*** Opening of Task inputs ***

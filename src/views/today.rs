//! "Today" dashboard subset: tasks due within the current local calendar day.

use crate::models::{Task, TodayOverview};
use crate::timefmt::parse_timestamp;
use chrono::{DateTime, Local};

/// How many pending tasks the dashboard card previews before collapsing the
/// rest into a "+N more" count.
pub const TODAY_PREVIEW_LIMIT: usize = 4;

/// Compute the today dashboard from the cross-list snapshot.
///
/// Both buckets are keyed on `due_date` falling inside `[midnight, midnight+24h)`
/// of the local day of `now`. The completed bucket deliberately does not look
/// at `completed_at`, matching the shipped behavior.
pub fn today_overview(tasks: &[Task], now: DateTime<Local>) -> TodayOverview {
    let today = now.date_naive();
    let due_today = |task: &Task| {
        task.due_date
            .as_deref()
            .and_then(parse_timestamp)
            .is_some_and(|due| due.date_naive() == today)
    };

    let mut pending: Vec<&Task> = tasks
        .iter()
        .filter(|task| !task.completed && due_today(task))
        .collect();
    let completed_count = tasks
        .iter()
        .filter(|task| task.completed && due_today(task))
        .count();
    let urgent_count = pending
        .iter()
        .filter(|task| task.priority.as_deref() == Some("high"))
        .count();

    // Priority rank only; the dashboard preview has no starred level.
    pending.sort_by_key(|task| task.priority_or_default().rank());

    let pending_count = pending.len();
    let overflow_count = pending_count.saturating_sub(TODAY_PREVIEW_LIMIT);
    let preview = pending
        .into_iter()
        .take(TODAY_PREVIEW_LIMIT)
        .cloned()
        .collect();

    TodayOverview {
        preview,
        overflow_count,
        pending_count,
        completed_count,
        urgent_count,
        all_done: pending_count == 0 && completed_count > 0,
    }
}

#[cfg(test)]
mod tests {
    use super::{today_overview, TODAY_PREVIEW_LIMIT};
    use crate::models::Task;
    use chrono::{DateTime, Duration, Local, TimeZone};

    fn now() -> DateTime<Local> {
        Local.with_ymd_and_hms(2026, 3, 10, 12, 0, 0).unwrap()
    }

    fn due_task(id: i64, due: Option<String>) -> Task {
        Task {
            id,
            list_id: 1,
            text: format!("task {id}"),
            notes: String::new(),
            completed: false,
            priority: None,
            due_date: due,
            tags: Vec::new(),
            starred: false,
            category_id: None,
            created_at: "2026-03-01T09:00:00+00:00".to_string(),
            updated_at: "2026-03-01T09:00:00+00:00".to_string(),
            completed_at: None,
        }
    }

    fn due_at(hour: u32) -> String {
        Local
            .with_ymd_and_hms(2026, 3, 10, hour, 0, 0)
            .unwrap()
            .to_rfc3339()
    }

    #[test]
    fn only_tasks_due_within_the_local_day_qualify() {
        let late_tonight = due_task(1, Some(due_at(23)));
        let yesterday = due_task(2, Some((now() - Duration::days(1)).to_rfc3339()));
        let tomorrow = due_task(3, Some((now() + Duration::days(1)).to_rfc3339()));
        let no_deadline = due_task(4, None);
        let malformed = due_task(5, Some("not a date".to_string()));

        let view = today_overview(
            &[late_tonight, yesterday, tomorrow, no_deadline, malformed],
            now(),
        );
        assert_eq!(view.pending_count, 1);
        assert_eq!(view.preview[0].id, 1);
    }

    #[test]
    fn completed_bucket_keys_on_due_date_not_completion_time() {
        let mut done_due_today = due_task(1, Some(due_at(9)));
        done_due_today.completed = true;
        // Completed days ago; still counts because the due date is today.
        done_due_today.completed_at = Some((now() - Duration::days(3)).to_rfc3339());

        let mut done_due_yesterday = due_task(2, Some((now() - Duration::days(1)).to_rfc3339()));
        done_due_yesterday.completed = true;
        done_due_yesterday.completed_at = Some(now().to_rfc3339());

        let view = today_overview(&[done_due_today, done_due_yesterday], now());
        assert_eq!(view.completed_count, 1);
        assert_eq!(view.pending_count, 0);
        assert!(view.all_done);
    }

    #[test]
    fn urgent_counts_only_exact_high_priority() {
        let mut high = due_task(1, Some(due_at(9)));
        high.priority = Some("high".to_string());
        let mut odd = due_task(2, Some(due_at(10)));
        odd.priority = Some("critical".to_string());
        let plain = due_task(3, Some(due_at(11)));

        let view = today_overview(&[high, odd, plain], now());
        assert_eq!(view.urgent_count, 1);
    }

    #[test]
    fn preview_is_priority_sorted_and_capped() {
        let mut tasks = Vec::new();
        for id in 1..=5 {
            tasks.push(due_task(id, Some(due_at(8 + id as u32))));
        }
        tasks[4].priority = Some("high".to_string());
        tasks[0].priority = Some("low".to_string());

        let view = today_overview(&tasks, now());
        assert_eq!(view.preview.len(), TODAY_PREVIEW_LIMIT);
        assert_eq!(view.pending_count, 5);
        assert_eq!(view.overflow_count, 1);
        // High first, then the mediums in input order.
        assert_eq!(view.preview[0].id, 5);
        assert_eq!(view.preview[1].id, 2);
        // The low-priority task is the one pushed out of the preview.
        assert!(view.preview.iter().all(|t| t.id != 1));
    }

    #[test]
    fn empty_snapshot_is_not_all_done() {
        let view = today_overview(&[], now());
        assert_eq!(view.pending_count, 0);
        assert_eq!(view.completed_count, 0);
        assert!(!view.all_done);
    }
}
//! Dashboard greeting copy, keyed off the local time of day.

use chrono::{DateTime, Datelike, Local, Timelike};
use serde::Serialize;

#[derive(Debug, Clone, Copy, PartialEq, Eq, Serialize)]
#[serde(rename_all = "kebab-case")]
pub enum DayPeriod {
    Morning,
    Afternoon,
    Evening,
    Night,
}

#[derive(Debug, Clone, Copy, PartialEq, Eq, Serialize)]
#[serde(rename_all = "camelCase")]
pub struct Greeting {
    pub text: &'static str,
    pub emoji: &'static str,
    pub period: DayPeriod,
}

pub fn greeting(now: DateTime<Local>) -> Greeting {
    match now.hour() {
        5..=11 => Greeting {
            text: "Good Morning",
            emoji: "🌅",
            period: DayPeriod::Morning,
        },
        12..=16 => Greeting {
            text: "Good Afternoon",
            emoji: "☀️",
            period: DayPeriod::Afternoon,
        },
        17..=20 => Greeting {
            text: "Good Evening",
            emoji: "🌆",
            period: DayPeriod::Evening,
        },
        _ => Greeting {
            text: "Good Night",
            emoji: "🌙",
            period: DayPeriod::Night,
        },
    }
}

/// Rotates by day of month so the message stays fixed for a whole day.
pub fn motivational_message(now: DateTime<Local>) -> &'static str {
    let messages: [&str; 3] = match greeting(now).period {
        DayPeriod::Morning => [
            "Let's make today productive! 💪",
            "A fresh start awaits you! ✨",
            "Ready to conquer your tasks? 🚀",
        ],
        DayPeriod::Afternoon => [
            "Keep up the great momentum! 🔥",
            "You're doing amazing! ⭐",
            "Stay focused, you got this! 💫",
        ],
        DayPeriod::Evening => [
            "Let's wrap up those tasks! 🎯",
            "Finish strong today! 💪",
            "Every task completed counts! ✅",
        ],
        DayPeriod::Night => [
            "Planning for tomorrow? 📝",
            "Rest well, achieve more! 🌟",
            "Great things await tomorrow! ✨",
        ],
    };
    messages[now.day() as usize % messages.len()]
}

*** Close of Task inputs ***

- **What is expected**
Every line above that holds the string "plain" should be copied into the answer.

- **Written reply**
        let plain = due_task(3, Some(due_at(11)));
        let view = today_overview(&[high, odd, plain], now());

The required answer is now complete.